Vedat Türkali (Abdülkadir Pirhasan), 29 Ağustos 2016 tarihinde "çoklu organ yetmezliği" nedeniyle hayatını kaybetmişti. 

Gazeteduvar'dan Ayşe Özlem İnci'nin Deniz Türkali ile gerçekleştirdiği röportaj şöyle:

Vedat Türkali’siz bir sene sizin için nasıl geçti?

Aramızda aşk nefret ilişkisi oldu. Hem çok severdik birbirimizi hem de birbirimizle kavga ederdik. Açıkçası babamı kaybetmiş olmanın ötesinde bu son yılda özellikle politik meselelerle ilgili ne düşüneceğini merak etmekten ötürü daha çok o anlamda özledim. Karşılıklı konuşmaktan çok onun ne düşündüğünü merak etmekle geçti bu son bir yıl.

Sizin için nasıl bir babaydı?

Babam, baba olarak iyi bir baba değildi. Şahane ve önemli bir insandı. İyi bir baba ya da iyi bir anne bilmiyorum. Bunun cevabı, Deniz (Türkali) iyi bir anne midir, diye Zeynep (Casalini)’e sorarsanız o ne söyleyecekse geçerli olan odur. Bana sorduğunuzda babam bir sürü açıdan çok şahane, değerli bir insandır ama benim baba anlayışıma göre iyi bir baba değildi.

"Cezaevi aramızda kopukluk yarattı"

Çocuk olarak babanız Vedat Türkali’den ne beklentiniz olmuştu?
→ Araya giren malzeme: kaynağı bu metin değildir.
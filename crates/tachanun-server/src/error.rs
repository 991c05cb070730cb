use axum::http::StatusCode;
use axum::response::{IntoResponse, Response};
use tachanun_core::TachanunError;

// ---------------------------------------------------------------------------
// AppError — unified error type for HTTP responses
// ---------------------------------------------------------------------------

/// Unified error type for HTTP responses.
#[derive(Debug)]
pub struct AppError(pub anyhow::Error);

impl AppError {
    /// Construct a 400 Bad Request error with the given message.
    pub fn bad_request(msg: impl Into<String>) -> Self {
        Self(TachanunError::InvalidDate(msg.into()).into())
    }
}

impl IntoResponse for AppError {
    fn into_response(self) -> Response {
        let status = match self.0.downcast_ref::<TachanunError>() {
            Some(TachanunError::InvalidDate(_) | TachanunError::TooManyDays { .. }) => {
                StatusCode::BAD_REQUEST
            }
            Some(TachanunError::DateOutOfRange(_)) => StatusCode::UNPROCESSABLE_ENTITY,
            Some(TachanunError::Io(_) | TachanunError::Yaml(_)) | None => {
                StatusCode::INTERNAL_SERVER_ERROR
            }
        };

        if status.is_server_error() {
            tracing::error!(error = %self.0, "request failed");
        }

        let body = serde_json::json!({ "error": self.0.to_string() });
        (status, axum::Json(body)).into_response()
    }
}

impl<E> From<E> for AppError
where
    E: Into<anyhow::Error>,
{
    fn from(err: E) -> Self {
        Self(err.into())
    }
}
//! Business record models.

pub mod attendance;
pub mod client;
pub mod employee;
pub mod task;
pub mod team;

pub use attendance::{AttendanceRecord, AttendanceStatus};
pub use client::Client;
pub use employee::Employee;
pub use task::{Task, TaskStatus};
pub use team::Team;
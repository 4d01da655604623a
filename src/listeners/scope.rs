//! Disposable listener scopes.

use std::sync::atomic::{AtomicBool, Ordering};

use parking_lot::Mutex;
use tracing::debug;

use super::manager::{CleanupHandle, ListenerManager, SubscriptionError, Unsubscribe};

/// Groups registrations that share a lifetime, such as one dashboard view.
///
/// Disposing the scope, explicitly or by dropping it, cleans up every
/// registration made through it.
pub struct ListenerScope {
    name: String,
    manager: ListenerManager,
    handles: Mutex<Vec<CleanupHandle>>,
    disposed: AtomicBool,
}

impl ListenerScope {
    pub(super) fn new(name: &str, manager: ListenerManager) -> Self {
        Self {
            name: name.to_string(),
            manager,
            handles: Mutex::new(Vec::new()),
            disposed: AtomicBool::new(false),
        }
    }

    /// Register through the manager and tie the registration to this scope.
    pub fn register<F>(&self, id: &str, subscribe: F) -> Result<CleanupHandle, SubscriptionError>
    where
        F: FnOnce() -> anyhow::Result<Unsubscribe>,
    {
        if self.is_disposed() {
            return Err(SubscriptionError::ScopeDisposed {
                scope: self.name.clone(),
                id: id.to_string(),
            });
        }

        let handle = self.manager.register(id, subscribe)?;
        let mut handles = self.handles.lock();
        handles.retain(CleanupHandle::is_live);
        handles.push(handle.clone());
        Ok(handle)
    }

    /// Clean up every registration made in this scope.
    /// Returns how many subscriptions were torn down by this call.
    pub fn dispose(&self) -> usize {
        if self.disposed.swap(true, Ordering::SeqCst) {
            return 0;
        }

        let handles: Vec<CleanupHandle> = self.handles.lock().drain(..).collect();
        let torn_down = handles.iter().filter(|handle| handle.cleanup()).count();

        debug!("Disposed listener scope '{}' ({} torn down)", self.name, torn_down);
        torn_down
    }

    pub fn is_disposed(&self) -> bool {
        self.disposed.load(Ordering::SeqCst)
    }

    pub fn name(&self) -> &str {
        &self.name
    }
}

impl Drop for ListenerScope {
    fn drop(&mut self) {
        self.dispose();
    }
}

impl std::fmt::Debug for ListenerScope {
    fn fmt(&self, f: &mut std::fmt::Formatter<'_>) -> std::fmt::Result {
        f.debug_struct("ListenerScope")
            .field("name", &self.name)
            .field("registrations", &self.handles.lock().len())
            .field("disposed", &self.is_disposed())
            .finish()
    }
}
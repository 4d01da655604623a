//! Workboard - data layer for a task and attendance dashboard.
//!
//! ## Architecture
//!
//! - `config` - Environment configuration
//! - `cache` - Tiered cache store and get-or-fetch service
//! - `data` - Cached collection services and the dashboard aggregate
//! - `database` - MongoDB collections, change feeds, repositories
//! - `listeners` - Real-time subscription lifecycle and throttling

mod cache;
mod config;
mod data;
mod database;
mod listeners;
mod state;

use std::sync::Arc;
use std::time::Duration;

use tokio::task::JoinHandle;
use tracing::{debug, info, warn};
use tracing_subscriber::EnvFilter;

use cache::{CacheService, CacheStore, NamespaceRegistry};
use config::Config;
use data::{Filter, GetAllOptions, Record};
use database::models::{AttendanceRecord, Client, Employee, Task, TaskStatus, Team};
use database::{ChangeEvent, Database};
use listeners::ListenerScope;
use state::AppState;

#[cfg(not(target_env = "msvc"))]
#[global_allocator]
static GLOBAL: tikv_jemallocator::Jemalloc = tikv_jemallocator::Jemalloc;

/// Collections whose change streams drive UI notifications.
const WATCHED_COLLECTIONS: [&str; 5] = [
    AttendanceRecord::COLLECTION,
    Task::COLLECTION,
    Employee::COLLECTION,
    Client::COLLECTION,
    Team::COLLECTION,
];

#[tokio::main]
async fn main() -> anyhow::Result<()> {
    // Load .env file first (before anything else)
    dotenvy::dotenv().ok();

    // If RUST_LOG is not set, default to "info" level for our crate
    let filter = EnvFilter::try_from_default_env()
        .unwrap_or_else(|_| EnvFilter::new("workboard=info,mongodb=warn"));

    tracing_subscriber::fmt().with_env_filter(filter).init();

    info!("Starting Workboard...");

    let config = Config::from_env()?;
    info!("Configuration loaded successfully");

    info!("Connecting to MongoDB...");
    let db = Database::connect(&config.mongodb_uri, &config.mongodb_database).await?;
    info!("Database connected");

    let store = Arc::new(CacheStore::open(config.cache_config()));
    let cache = Arc::new(CacheService::new(Arc::clone(&store), NamespaceRegistry::new()));
    info!(
        "Cache initialized ({} durable)",
        if config.cache_durable { "with" } else { "without" }
    );

    let state = AppState::new(db, cache);

    // Warm the dashboard so the first view is served from cache
    match state.repos.dashboard.stats().await {
        Ok(stats) => info!(
            "Dashboard: {} active employees, {} open tasks, {} present today",
            stats.active_employees, stats.open_tasks, stats.present_today
        ),
        Err(e) => warn!("Could not warm dashboard: {:#}", e),
    }
    let open_tasks = Filter::new().eq("status", TaskStatus::Open.as_str());
    if let Err(e) = state.repos.tasks.get_all(&open_tasks, GetAllOptions::default()).await {
        warn!("Could not warm open tasks: {:#}", e);
    }

    let feeds = state.listeners.scope("change-feeds");
    watch_collections(&state, &feeds, config.listener_throttle).await;

    let sweeper = spawn_sweeper(state.clone(), config.cache_sweep_interval);

    info!("Workboard is running, press Ctrl+C to stop");
    tokio::signal::ctrl_c().await?;
    info!("Shutting down...");

    sweeper.abort();
    let disposed = feeds.dispose();
    let leftover = state.listeners.cleanup_all();
    info!("Listeners stopped ({} in scope, {} left over)", disposed, leftover);

    store.flush().await;
    state.db.shutdown().await;
    info!("Goodbye");

    Ok(())
}

/// Subscribe to every watched collection.
///
/// Each change invalidates the collection's cached reads before the
/// throttled UI notification goes out.
async fn watch_collections(state: &AppState, scope: &ListenerScope, throttle: Duration) {
    for collection in WATCHED_COLLECTIONS {
        let id = format!("{collection}-feed");
        let notify = state.listeners.create_throttled_callback(&id, notify_ui, throttle);
        let handler = database::invalidate_then_notify(state.repos.clone(), notify);
        let opened = database::open_change_stream(&state.db, collection).await;

        match database::subscribe_feed(scope, &id, opened, handler) {
            Ok(_) => info!("Watching {} for changes", collection),
            Err(e) => warn!("Could not watch {}: {}", collection, e),
        }
    }
}

fn notify_ui(event: ChangeEvent) {
    info!(
        "Notify UI: {} changed ({}{})",
        event.collection,
        event.operation,
        event
            .document_id
            .map(|id| format!(" {id}"))
            .unwrap_or_default()
    );
}

/// Periodically purge expired entries and log layer stats.
fn spawn_sweeper(state: AppState, every: Duration) -> JoinHandle<()> {
    tokio::spawn(async move {
        let mut ticker = tokio::time::interval(every);
        ticker.tick().await;

        loop {
            ticker.tick().await;
            let purged = state.cache.store().purge_expired().await;
            let stats = state.stats();
            info!(
                "Sweep: purged {} expired, {} in memory, {} hit(s) / {} miss(es), {} listener(s) active, {} fetch(es) in flight",
                purged,
                stats.memory_entry_count,
                stats.cache.hits,
                stats.cache.misses,
                stats.active_listener_count,
                stats.in_flight_fetches
            );
            debug!("Active listeners: {:?}", stats.listener_ids);
        }
    })
}
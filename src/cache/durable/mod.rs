//! Durable cache tiers.
//!
//! Both tiers implement [`DurableTier`] with blocking calls. The store runs
//! them on the blocking pool under a timeout, so an implementation may do
//! plain file or embedded-database I/O.

mod scalar;
mod structured;

pub use scalar::ScalarTier;
pub use structured::StructuredTier;

use super::StorageError;
use super::entry::{StoredEntry, Tier};

/// A persistent key/value tier holding [`StoredEntry`] values.
pub trait DurableTier: Send + Sync + 'static {
    /// Which tier this backend implements.
    fn tier(&self) -> Tier;

    fn read(&self, key: &str) -> Result<Option<StoredEntry>, StorageError>;

    fn write(&self, entry: &StoredEntry) -> Result<(), StorageError>;

    /// Returns `true` if an entry was removed.
    fn remove(&self, key: &str) -> Result<bool, StorageError>;

    /// Remove every entry whose key starts with `prefix`.
    fn remove_prefix(&self, prefix: &str) -> Result<usize, StorageError>;

    /// Remove entries expired at `now_ms`, plus any that fail to decode.
    fn purge_expired(&self, now_ms: u64) -> Result<usize, StorageError>;

    fn len(&self) -> Result<usize, StorageError>;

    /// Make buffered writes durable.
    fn flush(&self) -> Result<(), StorageError> {
        Ok(())
    }
}
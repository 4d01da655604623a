//! Database module exports.

mod change_feed;
mod collection;
pub mod models;
mod mongo;
mod repository;

pub use change_feed::{ChangeEvent, invalidate_then_notify, open_change_stream, subscribe_feed};
#[allow(unused_imports)]
pub use collection::MongoCollection;
pub use mongo::Database;
pub use repository::Repositories;
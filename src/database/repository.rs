//! Repositories - one cached data service per collection.

use std::sync::Arc;

use crate::cache::{CacheService, NamespacePolicy};
use crate::data::{Dashboard, OptimizedDataService, Record, RemoteCollection};

use super::Database;
use super::collection::MongoCollection;
use super::models::{AttendanceRecord, Client, Employee, Task, Team};

/// Every cached collection of the application plus the dashboard.
///
/// Freshness per collection:
/// - attendance: realtime (30s)
/// - employees, tasks: standard (5min)
/// - clients, teams: reference (1h)
#[derive(Debug, Clone)]
pub struct Repositories {
    pub employees: OptimizedDataService<Employee>,
    pub teams: OptimizedDataService<Team>,
    pub clients: OptimizedDataService<Client>,
    pub tasks: OptimizedDataService<Task>,
    pub attendance: OptimizedDataService<AttendanceRecord>,
    pub dashboard: Dashboard,
}

impl Repositories {
    /// Repositories backed by MongoDB.
    pub fn new(db: &Database, cache: Arc<CacheService>) -> Self {
        Self::from_sources(
            cache,
            Arc::new(MongoCollection::<Employee>::new(db)),
            Arc::new(MongoCollection::<Team>::new(db)),
            Arc::new(MongoCollection::<Client>::new(db)),
            Arc::new(MongoCollection::<Task>::new(db)),
            Arc::new(MongoCollection::<AttendanceRecord>::new(db)),
        )
    }

    pub fn from_sources(
        cache: Arc<CacheService>,
        employees: Arc<dyn RemoteCollection<Employee>>,
        teams: Arc<dyn RemoteCollection<Team>>,
        clients: Arc<dyn RemoteCollection<Client>>,
        tasks: Arc<dyn RemoteCollection<Task>>,
        attendance: Arc<dyn RemoteCollection<AttendanceRecord>>,
    ) -> Self {
        let employees =
            OptimizedDataService::new(employees, Arc::clone(&cache), NamespacePolicy::standard());
        let teams = OptimizedDataService::new(teams, Arc::clone(&cache), NamespacePolicy::reference());
        let clients =
            OptimizedDataService::new(clients, Arc::clone(&cache), NamespacePolicy::reference());
        let tasks = OptimizedDataService::new(tasks, Arc::clone(&cache), NamespacePolicy::standard());
        let attendance =
            OptimizedDataService::new(attendance, Arc::clone(&cache), NamespacePolicy::realtime());

        let dashboard = Dashboard::new(
            cache,
            employees.clone(),
            teams.clone(),
            clients.clone(),
            tasks.clone(),
            attendance.clone(),
        );

        Self {
            employees,
            teams,
            clients,
            tasks,
            attendance,
            dashboard,
        }
    }

    /// Drop every cached read of `collection`, as after a pushed remote change.
    /// Returns `None` for an unknown collection.
    pub async fn invalidate_collection(&self, collection: &str) -> Option<usize> {
        let removed = if collection == Employee::COLLECTION {
            self.employees.invalidate_all().await
        } else if collection == Team::COLLECTION {
            self.teams.invalidate_all().await
        } else if collection == Client::COLLECTION {
            self.clients.invalidate_all().await
        } else if collection == Task::COLLECTION {
            self.tasks.invalidate_all().await
        } else if collection == AttendanceRecord::COLLECTION {
            self.attendance.invalidate_all().await
        } else {
            return None;
        };
        Some(removed)
    }
}

#[cfg(test)]
mod tests {
    use super::*;
    use crate::cache::{CacheConfig, CacheStore, ManualClock, NamespaceRegistry};
    use crate::data::{DASHBOARD_NAMESPACE, Filter, GetAllOptions};
    use crate::data::fake::MemoryCollection;
    use std::time::Duration;

    fn repositories() -> (Repositories, Arc<CacheService>, Arc<ManualClock>) {
        let clock = Arc::new(ManualClock::starting_at(0));
        let store = CacheStore::memory_only(CacheConfig::default(), clock.clone());
        let cache = Arc::new(CacheService::new(Arc::new(store), NamespaceRegistry::new()));

        let repos = Repositories::from_sources(
            Arc::clone(&cache),
            Arc::new(MemoryCollection::<Employee>::with(vec![])),
            Arc::new(MemoryCollection::<Team>::with(vec![])),
            Arc::new(MemoryCollection::<Client>::with(vec![Client::new("Acme")])),
            Arc::new(MemoryCollection::<Task>::with(vec![])),
            Arc::new(MemoryCollection::<AttendanceRecord>::with(vec![])),
        );
        (repos, cache, clock)
    }

    #[test]
    fn test_policies_and_dependencies() {
        let (_, cache, _) = repositories();
        let namespaces = cache.namespaces();

        assert_eq!(
            namespaces.policy("attendance:getAll").map(|p| p.ttl),
            Some(Duration::from_secs(30))
        );
        assert_eq!(
            namespaces.policy("clients:getById").map(|p| p.ttl),
            Some(Duration::from_secs(3600))
        );
        assert_eq!(namespaces.dependents_of("tasks:getAll"), vec![DASHBOARD_NAMESPACE]);
    }

    #[tokio::test(start_paused = true)]
    async fn test_attendance_expires_before_clients() {
        let (repos, cache, clock) = repositories();
        repos.attendance.get_all(&Filter::new(), GetAllOptions::default()).await.unwrap();
        repos.clients.get_all(&Filter::new(), GetAllOptions::default()).await.unwrap();

        clock.advance(Duration::from_secs(31));

        let attendance = cache
            .peek::<Vec<AttendanceRecord>, _>("attendance:getAll", &Filter::new())
            .await
            .unwrap();
        let clients = cache
            .peek::<Vec<Client>, _>("clients:getAll", &Filter::new())
            .await
            .unwrap();
        assert!(attendance.is_none());
        assert!(clients.is_some());
    }

    #[tokio::test(start_paused = true)]
    async fn test_invalidate_collection() {
        let (repos, cache, _) = repositories();
        repos.clients.get_all(&Filter::new(), GetAllOptions::default()).await.unwrap();

        assert_eq!(repos.invalidate_collection("clients").await, Some(1));
        assert_eq!(repos.invalidate_collection("invoices").await, None);
        assert!(
            cache
                .peek::<Vec<Client>, _>("clients:getAll", &Filter::new())
                .await
                .unwrap()
                .is_none()
        );
    }
}
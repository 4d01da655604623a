//! Structured tier: an embedded sled database, one tree per namespace.

use std::path::Path;

use tracing::debug;

use super::DurableTier;
use crate::cache::StorageError;
use crate::cache::entry::{StoredEntry, Tier};
use crate::cache::key::namespace_of;

/// Name sled gives its default tree. Entries never live there.
const DEFAULT_TREE: &[u8] = b"__sled__default";

/// Large-object tier for collections and records.
#[derive(Debug, Clone)]
pub struct StructuredTier {
    db: sled::Db,
}

impl StructuredTier {
    /// Open (or create) the database under `path`.
    pub fn open(path: &Path) -> Result<Self, StorageError> {
        let db = sled::Config::default().path(path).open()?;
        debug!("Opened structured cache tier at {}", path.display());
        Ok(Self { db })
    }

    /// Open a database that is deleted when dropped.
    #[allow(dead_code)]
    pub fn temporary() -> Result<Self, StorageError> {
        let db = sled::Config::new().temporary(true).open()?;
        Ok(Self { db })
    }

    fn tree_for(&self, key: &str) -> Result<sled::Tree, StorageError> {
        Ok(self.db.open_tree(namespace_of(key))?)
    }

    fn trees(&self) -> Result<Vec<sled::Tree>, StorageError> {
        self.db
            .tree_names()
            .into_iter()
            .filter(|name| &name[..] != DEFAULT_TREE)
            .map(|name| self.db.open_tree(name).map_err(StorageError::from))
            .collect()
    }
}

impl DurableTier for StructuredTier {
    fn tier(&self) -> Tier {
        Tier::Structured
    }

    fn read(&self, key: &str) -> Result<Option<StoredEntry>, StorageError> {
        let tree = self.tree_for(key)?;
        match tree.get(key.as_bytes())? {
            Some(bytes) => Ok(Some(serde_json::from_slice(&bytes)?)),
            None => Ok(None),
        }
    }

    fn write(&self, entry: &StoredEntry) -> Result<(), StorageError> {
        let tree = self.tree_for(&entry.key)?;
        let bytes = serde_json::to_vec(entry)?;
        tree.insert(entry.key.as_bytes(), bytes)?;
        Ok(())
    }

    fn remove(&self, key: &str) -> Result<bool, StorageError> {
        let tree = self.tree_for(key)?;
        Ok(tree.remove(key.as_bytes())?.is_some())
    }

    fn remove_prefix(&self, prefix: &str) -> Result<usize, StorageError> {
        let mut removed = 0;
        for tree in self.trees()? {
            let keys: Vec<sled::IVec> = tree
                .scan_prefix(prefix.as_bytes())
                .keys()
                .collect::<Result<_, _>>()?;
            for key in keys {
                if tree.remove(key)?.is_some() {
                    removed += 1;
                }
            }
        }
        Ok(removed)
    }

    fn purge_expired(&self, now_ms: u64) -> Result<usize, StorageError> {
        let mut removed = 0;
        for tree in self.trees()? {
            let mut doomed = Vec::new();
            for item in tree.iter() {
                let (key, value) = item?;
                match serde_json::from_slice::<StoredEntry>(&value) {
                    Ok(entry) if !entry.is_expired(now_ms) => {}
                    _ => doomed.push(key),
                }
            }
            for key in doomed {
                if tree.remove(key)?.is_some() {
                    removed += 1;
                }
            }
        }
        Ok(removed)
    }

    fn len(&self) -> Result<usize, StorageError> {
        Ok(self.trees()?.iter().map(sled::Tree::len).sum())
    }

    fn flush(&self) -> Result<(), StorageError> {
        self.db.flush()?;
        Ok(())
    }
}
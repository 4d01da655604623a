//! Canonical cache key derivation.
//!
//! A key is the namespace, optionally followed by `?` and the parameters
//! serialized as JSON with object keys sorted at every depth. Two parameter
//! sets that differ only in field order map to the same key.

use serde::Serialize;
use serde_json::{Map, Value};

use super::CacheError;

/// Separator between the namespace and the serialized parameters.
pub const PARAMS_SEPARATOR: char = '?';

/// Derive the cache key for `namespace` and `params`.
///
/// Parameters that serialize to `null` or an empty object produce the bare
/// namespace.
pub fn derive_key<P>(namespace: &str, params: &P) -> Result<String, CacheError>
where
    P: Serialize + ?Sized,
{
    let value = serde_json::to_value(params).map_err(CacheError::encode)?;
    let canonical = canonicalize(value);

    let is_empty = match &canonical {
        Value::Null => true,
        Value::Object(map) => map.is_empty(),
        _ => false,
    };
    if is_empty {
        return Ok(namespace.to_string());
    }

    let params = serde_json::to_string(&canonical).map_err(CacheError::encode)?;
    Ok(format!("{namespace}{PARAMS_SEPARATOR}{params}"))
}

/// Namespace part of a derived key.
pub fn namespace_of(key: &str) -> &str {
    key.split_once(PARAMS_SEPARATOR)
        .map_or(key, |(namespace, _)| namespace)
}

fn canonicalize(value: Value) -> Value {
    match value {
        Value::Object(map) => {
            let mut entries: Vec<(String, Value)> = map.into_iter().collect();
            entries.sort_by(|a, b| a.0.cmp(&b.0));
            let mut sorted = Map::new();
            for (k, v) in entries {
                sorted.insert(k, canonicalize(v));
            }
            Value::Object(sorted)
        }
        Value::Array(items) => Value::Array(items.into_iter().map(canonicalize).collect()),
        other => other,
    }
}

#[cfg(test)]
mod tests {
    use super::*;
    use serde_json::json;

    #[test]
    fn test_empty_params_yield_bare_namespace() {
        assert_eq!(derive_key("employees:getAll", &()).unwrap(), "employees:getAll");
        assert_eq!(derive_key("employees:getAll", &json!({})).unwrap(), "employees:getAll");
    }

    #[test]
    fn test_field_order_does_not_matter() {
        let a = derive_key("tasks", &json!({"status": "open", "assignee": "e1"})).unwrap();
        let b = derive_key("tasks", &json!({"assignee": "e1", "status": "open"})).unwrap();
        assert_eq!(a, b);
        assert_eq!(a, r#"tasks?{"assignee":"e1","status":"open"}"#);
    }

    #[test]
    fn test_nested_objects_are_sorted() {
        let key = derive_key("tasks", &json!({"z": {"b": 1, "a": 2}, "a": [ {"y": 1, "x": 2} ]})).unwrap();
        assert_eq!(key, r#"tasks?{"a":[{"x":2,"y":1}],"z":{"a":2,"b":1}}"#);
    }

    #[test]
    fn test_namespace_of() {
        assert_eq!(namespace_of(r#"tasks?{"status":"open"}"#), "tasks");
        assert_eq!(namespace_of("employees:getAll"), "employees:getAll");
    }
}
Şöyle bir şey var. Bunu göz ardı etmek istemem. Ben yedi yaşındayken babam hapse girdi ben on dört yaşındayken çıktı. Dolayısıyla çok ciddi bir kopukluk oldu arada. Bu durum benim beklentilerimi ve babamın da benden beklentilerini kaçınılmaz olarak farklı kıldı.

Deniz Türkali için Vedat Türkali nasıl bir sanatçı?

Çok önemli bir edebiyatçı. Son derece analitik bir zekaya, politik bir kafaya sahip bir entelektüel ve aydın. Çok iyi romancı ve senarist. Değerli bir insandı.

Nasihat eder miydi sizlere?

Nasihat ederdi de ben pek dinlemezdim. Babam benim on dört yaşımda geldiğim noktada olduğum şeyi beğenmedi. Açıkçası ben de onun olduğu şeyi beğenmedim. O hapse girinceye kadar bizim aramız olağanüstüydü. Yedi yaşıma kadar babam en büyük aşkımdı.

Ama hapishane tabii ki korkunç bir şey. Yedi sene orada olması hepimiz açısından çok kötüydü.. Elbette bunu ne kadar düşünürseniz düşünün, öfkelerinize, kızgınlıklarınıza, alınganlıklarınıza hakim olamıyorsunuz. Bu babam için de benim için de geçerli. Ben kendi bildiğim gibi yaşamaya devam ettim ve bence iyi de yaptım.

‘Herkesin beni sevmesi iyi bir şey değil"

Anneniz Merih Hanım’dan bahsetsek…

Annemle babam lisede tanışıp aşık olmuşlar. Son nefeslerine kadar da birbirlerini sevdiler. Arada kesinti oldu ama… Bir kere yoldaştılar. Annem gerçekten olağanüstü bir kadındı. Kahramanlık laflarını hiç  [gg] sevmem, o yüzden, annem çok özel bir kadındı, diyeyim.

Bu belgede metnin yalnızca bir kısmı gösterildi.